Figure 7. Comparison between neurons according to petrophysical properties: VCL (Clay Volume), PIGN (Effective Porosity) and SUWI (Water Saturation). a) SOM neurons for lithological contrast detection, b) Those that pass Net Reservoir cut-off and c) Those that pass Net Pay cut-off.

Simultaneous Seismic Inversion

During this study, a simultaneous prestack inversion was performed using 3D seismic data and sonic logs, in order to estimate seismic petrophysical attributes as Acoustic Impedance (Zp), Shear Impedance (Zs), Density (Rho), as well as P&S-wave velocities, among others. They are commonly used as lithology indicators, possible fluids, and geomechanical properties. Figure 8a shows a scatter plot from well data of seismic attributes Lambda Rho and Mu Rho ratio versus Clay Volume (VCL) and as discriminator Vp/Vs ratio (Vp/Vs). The target sand corresponds to low Vp/Vs and Lambda/Mu values (circled in the figure). Another discriminator in the reservoir was S-wave impedance (Zs) (Figure 8b). From this, seismic inversion attributes were selected for classification by SOM neural network analysis. These attributes were Vp/Vs ratio, Lambda Rho/Mu Rho ratio, and Zs.

Figure 8. Scatter plots: a) Lambda Rho and Mu Rho ratio versus VCL and Vp/Vs y b) Zs versus VCL and Vp/Vs.

Self-Organizing Map (SOM) Comparison

Figure 9 is a plan view of neuron-extracted geobodies associated with the sand reservoir. In the upper part, a SOM classification for Lithological Contrast detection obtained from six traditional seismic attributes is shown; and in the lower part, a different SOM classification for Lithological Contrast detection was obtained from three attributes of simultaneous inversion.
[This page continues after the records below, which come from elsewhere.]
//! Scheduler configuration
//!
//! The scheduler can be configured from a TOML file:
//!
//! ```toml
//! tick_interval_ms = 16
//! thread_name = "cadence-animation"
//! auto_start = true
//! ```
//!
//! Every key is optional.

use crate::error::{AnimationError, Result};
use serde::{Deserialize, Serialize};
use std::fs;
use std::path::Path;
use std::time::Duration;

/// Settings for an [`AnimationScheduler`](crate::AnimationScheduler)
#[derive(Clone, Debug, PartialEq, Eq, Deserialize, Serialize)]
#[serde(default)]
pub struct SchedulerConfig {
    /// Period of the shared ticker in milliseconds (~60fps by default)
    pub tick_interval_ms: u64,
    /// Name of the background ticker thread
    pub thread_name: String,
    /// Start the background ticker on the first registration
    pub auto_start: bool,
}

impl Default for SchedulerConfig {
    fn default() -> Self {
        Self {
            tick_interval_ms: 16,
            thread_name: "cadence-animation".to_string(),
            auto_start: false,
        }
    }
}

impl SchedulerConfig {
    /// Parse and validate a TOML document
    pub fn from_toml_str(source: &str) -> Result<Self> {
        let config: SchedulerConfig = toml::from_str(source)?;
        config.validate()?;
        Ok(config)
    }

    /// Load from a TOML file
    pub fn load(path: impl AsRef<Path>) -> Result<Self> {
        let path = path.as_ref();
        let source = fs::read_to_string(path)?;
        let config = Self::from_toml_str(&source)?;
        tracing::debug!(path = %path.display(), ?config, "Loaded scheduler configuration");
        Ok(config)
    }

    pub fn with_tick_interval(mut self, interval: Duration) -> Self {
        self.tick_interval_ms = interval.as_millis().max(1) as u64;
        self
    }

    pub fn with_auto_start(mut self, auto_start: bool) -> Self {
        self.auto_start = auto_start;
        self
    }

    pub fn tick_interval(&self) -> Duration {
        Duration::from_millis(self.tick_interval_ms)
    }

    pub fn validate(&self) -> Result<()> {
        if self.tick_interval_ms == 0 {
            return Err(AnimationError::InvalidArgument(
                "tick_interval_ms must be greater than zero".to_string(),
            ));
        }
        if self.thread_name.is_empty() {
            return Err(AnimationError::InvalidArgument(
                "thread_name must not be empty".to_string(),
            ));
        }
        Ok(())
    }
}

#[cfg(test)]
mod tests {
    use super::*;

    #[test]
    fn test_defaults() {
        let config = SchedulerConfig::default();
        assert_eq!(config.tick_interval(), Duration::from_millis(16));
        assert!(!config.auto_start);
        assert!(config.validate().is_ok());
    }

    #[test]
    fn test_empty_document_uses_defaults() {
        let config = SchedulerConfig::from_toml_str("").unwrap();
        assert_eq!(config, SchedulerConfig::default());
    }

    #[test]
    fn test_partial_document() {
        let config = SchedulerConfig::from_toml_str(
            r#"
            tick_interval_ms = 8
            auto_start = true
            "#,
        )
        .unwrap();
        assert_eq!(config.tick_interval(), Duration::from_millis(8));
        assert!(config.auto_start);
        assert_eq!(config.thread_name, "cadence-animation");
    }

    #[test]
    fn test_rejects_zero_interval() {
        let result = SchedulerConfig::from_toml_str("tick_interval_ms = 0");
        assert!(matches!(result, Err(AnimationError::InvalidArgument(_))));
    }

    #[test]
    fn test_rejects_malformed_toml() {
        let result = SchedulerConfig::from_toml_str("tick_interval_ms = \"fast\"");
        assert!(matches!(result, Err(AnimationError::Config(_))));
    }

    #[test]
    fn test_load_from_file() {
        let path = std::env::temp_dir().join(format!(
            "cadence-scheduler-{}.toml",
            std::process::id()
        ));
        fs::write(&path, "thread_name = \"ticker\"\n").unwrap();

        let config = SchedulerConfig::load(&path).unwrap();
        assert_eq!(config.thread_name, "ticker");
        fs::remove_file(&path).unwrap();

        assert!(matches!(
            SchedulerConfig::load(&path),
            Err(AnimationError::Io(_))
        ));
    }

    #[test]
    fn test_builders() {
        let config = SchedulerConfig::default()
            .with_tick_interval(Duration::from_millis(5))
            .with_auto_start(true);
        assert_eq!(config.tick_interval_ms, 5);
        assert!(config.auto_start);
    }
}
//! Core error types

use thiserror::Error;

/// Errors raised at the host thread boundary
#[derive(Error, Debug)]
pub enum CoreError {
    /// An operation was attempted from a thread that is not allowed to perform it
    #[error("Wrong thread: {0}")]
    WrongThread(String),

    /// The receiving side of an event queue is gone
    #[error("Event queue disconnected: {0}")]
    Disconnected(String),
}

/// Result type for core operations
pub type Result<T> = std::result::Result<T, CoreError>;
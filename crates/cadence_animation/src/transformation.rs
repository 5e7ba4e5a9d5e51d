//! Animation transformations and animatable properties
//!
//! Transformations are plain closures. The scheduler stores every flavour
//! behind the same boxed, fallible signature.

use crate::status::AnimationStatus;
use std::sync::{Arc, Mutex, PoisonError};
use thiserror::Error;

/// Failure reported by a fallible transformation
#[derive(Error, Debug, Clone, PartialEq, Eq)]
#[error("{0}")]
pub struct TransformError(String);

impl TransformError {
    pub fn new(message: impl Into<String>) -> Self {
        Self(message.into())
    }
}

/// A stateful transformation: `(old value, status) -> new value`
pub trait AnimationTransformation<T>: FnMut(T, &AnimationStatus) -> T + Send {}

impl<T, F> AnimationTransformation<T> for F where F: FnMut(T, &AnimationStatus) -> T + Send {}

pub(crate) type Transformation =
    Box<dyn FnMut(&AnimationStatus) -> Result<(), TransformError> + Send>;
pub(crate) type Predicate = Box<dyn FnMut(&AnimationStatus) -> bool + Send>;
pub(crate) type FinishHook = Box<dyn FnOnce(&AnimationStatus) + Send>;
pub(crate) type ValidityCheck = Box<dyn Fn() -> bool + Send>;

/// A value holder an animation reads from and writes to
///
/// This is the seam to the host's observable/property system.
pub trait Property<T>: Send + Sync {
    fn get(&self) -> T;
    fn set(&self, value: T);
}

impl<T: Clone + Send> Property<T> for Mutex<T> {
    fn get(&self) -> T {
        self.lock().unwrap_or_else(PoisonError::into_inner).clone()
    }

    fn set(&self, value: T) {
        *self.lock().unwrap_or_else(PoisonError::into_inner) = value;
    }
}

/// Turn a stateful transformation over a property into a tick callback
pub(crate) fn bind_property<T, P, F>(property: Arc<P>, mut transformation: F) -> Transformation
where
    T: 'static,
    P: Property<T> + ?Sized + 'static,
    F: AnimationTransformation<T> + 'static,
{
    Box::new(move |status: &AnimationStatus| {
        let next = transformation(property.get(), status);
        property.set(next);
        Ok(())
    })
}

/// Combine two continuation predicates; both must hold
pub(crate) fn both(mut first: Predicate, mut second: Predicate) -> Predicate {
    Box::new(move |status: &AnimationStatus| first(status) && second(status))
}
Both results are very similar. The selection of SOM classification neurons from inversion attributes was done through spatial pattern recognition, i.e., identifying geometry/shape of the clusters related to each of 25 neurons congruent with the sedimentary model, and by using a stratigraphic section for wells that includes both SOM classifications tracks.

Figure 9. Plan view of neurons with geological meaning. Up: SOM Classification from traditional attributes. Down: SOM Classification from simultaneous inversion attributes.

Figure 10 shows a well section that includes a track for Net Reservoir and Net Pay classification along with SOM classifications from traditional attributes and a second SOM from simultaneous inversion attributes defined from SOM volumes and well paths intersection. In fact, only the neurons numbers with geological meaning are shown.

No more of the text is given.